The USD remains strong in the near term because the Fed has not yet been forced to ease policy rapidly, while the ECB is constrained by growth considerations. In the U.S., headline inflation is holding around 2.7% y/y, while core inflation remains near 2.6% y/y, indicating that underlying price pressures have not cooled sufficiently for the Fed to pivot early. Notably, housing costs are still rising above 3% y/y, highlighting persistent services inflation. At the same time, the U.S. labor market remains relatively stable, with the unemployment rate around 4.4% and average hourly earnings growing close to 3.8% y/y – levels that are sufficient to sustain domestic demand. This backdrop allows the Fed to remain more patient rather than rushing into early rate cuts in 2026. The prospect of higher-for-longer yields relative to the rest of the G10 alone continues to provide an important anchor for the USD.
Meanwhile, the Eurozone is entering a phase in which growth has become the primary constraint on monetary policy. Recent data suggest that the recovery remains weak and uneven, with Eurozone GDP growing at below 1% y/y, reflecting fragile domestic demand and high sensitivity to financing conditions. Although headline inflation has eased back toward 2%, core inflation is still around 2.3%, and this improvement is occurring alongside subdued growth, making it difficult for the ECB to maintain a restrictive stance for an extended period. As a result, even if the ECB does not signal an overtly dovish shift, markets still have reason to expect that its easing cycle will begin earlier, or at least proceed faster, than that of the Fed, leaving the EUR less attractive from a yield perspective and at a disadvantage in attracting short-term capital flows.

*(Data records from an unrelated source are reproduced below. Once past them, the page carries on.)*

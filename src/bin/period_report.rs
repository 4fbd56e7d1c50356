use std::process::ExitCode;

use clap::Parser;
use tracing_subscriber::EnvFilter;

use dispatch_report_service::app::sheet_fetcher;
use dispatch_report_service::config::Config;
use dispatch_report_service::normalizer;
use dispatch_report_service::report::PeriodReport;
use dispatch_report_service::schema::Field;

/// Connection, auth and retry settings come from the same environment
/// variables the server reads (see `Config::from_env`).
#[derive(Parser, Debug)]
#[command(name = "period-report")]
#[command(about = "Print the request report of one period", long_about = None)]
struct Cli {
    /// Period key: jan..dec or year
    #[arg(default_value = "year")]
    period: String,

    /// Total fetch attempts on transient failures, overrides FETCH_MAX_ATTEMPTS
    #[arg(long)]
    attempts: Option<usize>,
}

#[tokio::main]
async fn main() -> ExitCode {
    let _ = dotenvy::dotenv();
    tracing_subscriber::fmt()
        .with_env_filter(EnvFilter::try_from_default_env().unwrap_or_else(|_| EnvFilter::new("warn")))
        .init();

    let cli = Cli::parse();

    let mut config = match Config::from_env() {
        Ok(config) => config,
        Err(e) => {
            eprintln!("SPREADSHEET_ID must be set: {e}");
            return ExitCode::FAILURE;
        }
    };
    if let Some(attempts) = cli.attempts {
        config.fetch_max_attempts = attempts.max(1);
    }

    let fetcher = match sheet_fetcher(&config) {
        Ok(fetcher) => fetcher,
        Err(e) => {
            eprintln!("{e}");
            return ExitCode::FAILURE;
        }
    };

    let (period, rows) = match fetcher.fetch_key(&cli.period).await {
        Ok(result) => result,
        Err(e) => {
            eprintln!("could not load period {}: {}", cli.period, e);
            return ExitCode::FAILURE;
        }
    };

    let report = normalizer::normalize(&rows);
    let width = report
        .records
        .iter()
        .map(|r| r.organization.chars().count())
        .max()
        .unwrap_or(0)
        .max(Field::Organization.name().len());

    println!("Period {} ({})\n", period, period.label());
    print!("{:<width$}", Field::Organization.name());
    for field in Field::COUNTERS {
        print!(" {:>10}", field.name());
    }
    println!();

    for r in &report.records {
        println!(
            "{:<width$} {:>10} {:>10} {:>10} {:>10} {:>10}",
            r.organization, r.total, r.closed, r.open, r.cancelled, r.erroneous
        );
    }

    let t = &report.totals;
    println!(
        "{:<width$} {:>10} {:>10} {:>10} {:>10} {:>10}",
        "TOTAL", t.total, t.closed, t.open, t.cancelled, t.erroneous
    );

    for line in highlight_lines(&report) {
        println!("\n{line}");
    }

    ExitCode::SUCCESS
}

fn highlight_lines(report: &PeriodReport) -> Vec<String> {
    let highlights = report.highlights();
    let t = &report.totals;
    let mut lines = Vec::new();
    if highlights.all_closed {
        lines.push("All requests closed".to_string());
    }
    if highlights.needs_attention {
        lines.push(format!("{} open request(s) need attention", t.open));
    }
    if highlights.has_cancellations {
        lines.push(format!("{} request(s) cancelled", t.cancelled));
    }
    if report.distribution().is_empty() {
        lines.push("No chart data for this period".to_string());
    }
    lines
}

During periods when markets are particularly sensitive to data, or when geopolitical uncertainty and financial risks remain elevated, the USD is typically favored due to its liquidity and reserve-currency status. Trade-related risks, including the possibility of the U.S. imposing tariffs on EU goods, can further reinforce defensive market sentiment. In such an environment, the USD tends to benefit as a safe haven, while the EUR faces additional pressure given the Eurozone’s already fragile growth outlook. This dynamic creates a persistent psychological headwind for EURUSD: even in the absence of a major shock, the USD is more easily accumulated during defensive phases, whereas the EUR requires a clear catalyst to gain traction.
So what would allow the EUR to strengthen? For a more sustainable recovery in EURUSD, two conditions would need to materialize simultaneously: U.S. data would have to weaken convincingly enough to force a shift in the Fed’s stance, and the Eurozone would need to deliver upside surprises relative to current expectations. In the near term, however, these conditions have yet to converge. In my view, this means that any rebounds in EURUSD at this stage are more likely to represent corrective moves rather than the start of a new bullish trend.
That said, this baseline scenario would be challenged if U.S. data were to deteriorate materially, particularly in employment or core inflation, prompting markets to reprice the timing and pace of Fed easing. Even in the absence of clearly weak data, a softer-than-expected signal from the Fed could be enough to pressure the USD, given the market’s sensitivity to interest rate expectations. In addition, a strong improvement in global risk appetite could undermine the USD’s safe-haven appeal, while any de-escalation in U.S. – EU trade tensions or constructive negotiation signals could help relieve the risk premium currently embedded in the EUR.
Overall, the short-term outlook for EURUSD remains largely driven by policy expectation differentials and the relative quality of growth between the two economies. As long as the Fed has sufficient justification to remain patient and the Eurozone remains constrained by growth, the EUR is unlikely to develop a compelling narrative for a sustained reversal. In this context, a cautious stance remains appropriate: EURUSD may recover at times, but a durable upward move will still require clearer confirmation from U.S. data or a decisive shift in Fed communication, signals the market is still waiting to see.